Sou pai de três crianças, todas nascidas após 2009. Elas pertencem a uma geração que desconhece o prazer de brincar na rua, algo que marcou minha infância e, com certeza, de muitos dos meus leitores. Lembro-me de passar horas jogando bola, andando de bicicleta e inventando e zoando com os amigos do bairro. Pergunto-me: era uma época de mais liberdade? Tenho cá minhas dúvidas. Só sei de uma coisa: hoje, meus filhos passam o tempo livre com a cara enfiada no celular. É um contraste constrangedor entre uma infância baseada no brincar e uma vivida em redes sociais e joguinhos eletrônicos. Não sou saudosista e tampouco especialista em psicologia social; sou um pai preocupado.
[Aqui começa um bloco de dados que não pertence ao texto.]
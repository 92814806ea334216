use serde::{Deserialize, Serialize};
use tracing::instrument;
use validator::Validate;

use super::client::ApiClient;
use crate::core::{AppError, AppErrorType};
use crate::models::materials::{Material, MaterialFilters, UpdateMaterialPayload};
use crate::models::pagination::{CatalogStats, PageQuery, PaginationMeta};
use crate::models::ratings::{RatePayload, RatingReceipt};

/// One page of a materials listing: the items plus the pagination and
/// aggregate blocks the backend sends alongside them.
#[derive(Debug, Clone, Serialize, Deserialize, PartialEq)]
pub struct MaterialsPage {
    pub materials: Vec<Material>,
    pub pagination: PaginationMeta,
    pub stats: CatalogStats,
}

impl MaterialsPage {
    pub fn empty(limit: i32) -> Self {
        Self {
            materials: Vec::new(),
            pagination: PaginationMeta::empty(limit),
            stats: CatalogStats::zeroed(),
        }
    }
}

#[derive(Debug, Clone, Serialize, Deserialize)]
#[serde(rename_all = "camelCase")]
pub struct DownloadTicket {
    pub download_url: String,
    pub file_name: String,
}

#[derive(Debug, Clone, Serialize, Deserialize)]
#[serde(rename_all = "camelCase")]
pub struct OverviewStats {
    pub total_materials: i64,
    pub total_downloads: i64,
    pub total_ratings: i64,
    pub avg_rating: f64,
    #[serde(default)]
    pub recent_materials: i64,
}

#[derive(Deserialize)]
struct SimilarBlock {
    similar: Vec<Material>,
}

#[derive(Deserialize)]
struct OverviewBlock {
    overview: OverviewStats,
}

#[instrument(name = "Search Materials", skip(client, filters))]
pub async fn search(
    client: &ApiClient,
    filters: &MaterialFilters,
    page: &PageQuery,
) -> Result<MaterialsPage, AppError> {
    let mut page = *page;
    page.validate();
    let pairs = filters.to_query_pairs(&page);

    let result = client
        .execute::<MaterialsPage>(client.get("/materials").query(&pairs))
        .await;

    match result {
        // an empty catalog slice is a valid answer, not a failure
        Err(error) if is_empty_result(&error) => Ok(MaterialsPage::empty(page.limit)),
        other => other,
    }
}

fn is_empty_result(error: &AppError) -> bool {
    if error.error_type == AppErrorType::NotFoundError {
        return true;
    }
    error
        .message
        .as_deref()
        .map(|message| message.contains("Nenhum material encontrado"))
        .unwrap_or(false)
}

#[instrument(name = "Get Material", skip(client))]
pub async fn get(client: &ApiClient, material_id: &str) -> Result<Material, AppError> {
    client
        .execute(client.get(&format!("/materials/{}", material_id)))
        .await
}

#[instrument(name = "My Materials", skip(client))]
pub async fn my_materials(client: &ApiClient, page: &PageQuery) -> Result<MaterialsPage, AppError> {
    let mut page = *page;
    page.validate();
    let pairs = [
        ("page".to_string(), page.page.to_string()),
        ("limit".to_string(), page.limit.to_string()),
    ];
    client
        .execute(client.get("/materials/user/my-materials").query(&pairs))
        .await
}

#[instrument(name = "Similar Materials", skip(client))]
pub async fn similar(
    client: &ApiClient,
    material_id: &str,
    limit: i32,
) -> Result<Vec<Material>, AppError> {
    let block: SimilarBlock = client
        .execute(
            client
                .get(&format!("/materials/{}/similar", material_id))
                .query(&[("limit", limit.to_string())]),
        )
        .await?;
    Ok(block.similar)
}

#[instrument(name = "Catalog Stats", skip(client))]
pub async fn stats(client: &ApiClient) -> Result<OverviewStats, AppError> {
    let block: OverviewBlock = client.execute(client.get("/materials/stats")).await?;
    Ok(block.overview)
}

/// Asks the backend for a short-lived download URL. The caller must be
/// authenticated; the session layer guards that before calling here.
#[instrument(name = "Request Download", skip(client))]
pub async fn request_download(
    client: &ApiClient,
    material_id: &str,
) -> Result<DownloadTicket, AppError> {
    client
        .execute(client.get(&format!("/materials/{}/download", material_id)))
        .await
}

#[instrument(name = "Rate Material", skip(client, payload))]
pub async fn rate(
    client: &ApiClient,
    material_id: &str,
    payload: &RatePayload,
) -> Result<RatingReceipt, AppError> {
    payload.validate()?;
    client
        .execute(
            client
                .post(&format!("/materials/{}/rate", material_id))
                .json(payload),
        )
        .await
}

#[instrument(name = "Update Material", skip(client, payload))]
pub async fn update(
    client: &ApiClient,
    material_id: &str,
    payload: &UpdateMaterialPayload,
) -> Result<Material, AppError> {
    payload.validate()?;
    client
        .execute(
            client
                .put(&format!("/materials/{}", material_id))
                .json(payload),
        )
        .await
}

#[instrument(name = "Delete Material", skip(client))]
pub async fn delete(client: &ApiClient, material_id: &str) -> Result<(), AppError> {
    client
        .execute_empty(client.delete(&format!("/materials/{}", material_id)))
        .await
}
Então, recorri a especialistas. As férias me dão a liberdade de ler coisas que não são da minha área de atuação. Como professor, também me preocupo com essa geração “dancinha do TikTok”. Foi nesse contexto que me deparei com o livro de Jonathan Haidt A Geração Ansiosa, recém-publicado pela Companhia das Letras. Haidt oferece uma análise detalhada sobre os efeitos de uma infância digitalizada. Ele explora como a relação paradoxal entre superproteção e o uso excessivo de dispositivos eletrônicos transformou uma geração inteira. Não há precedentes na história humana. Nossos filhos estão ansiosos e, além disso, são incapazes de enfrentar desafios. O livro de Haidt me trouxe reflexões sobre o que meus filhos enfrentarão. Lendo o livro, sinto que fiz muitas coisas erradas. O diagnóstico de Haidt não é totalmente pessimista; ele traz lições para que possamos consertar isso.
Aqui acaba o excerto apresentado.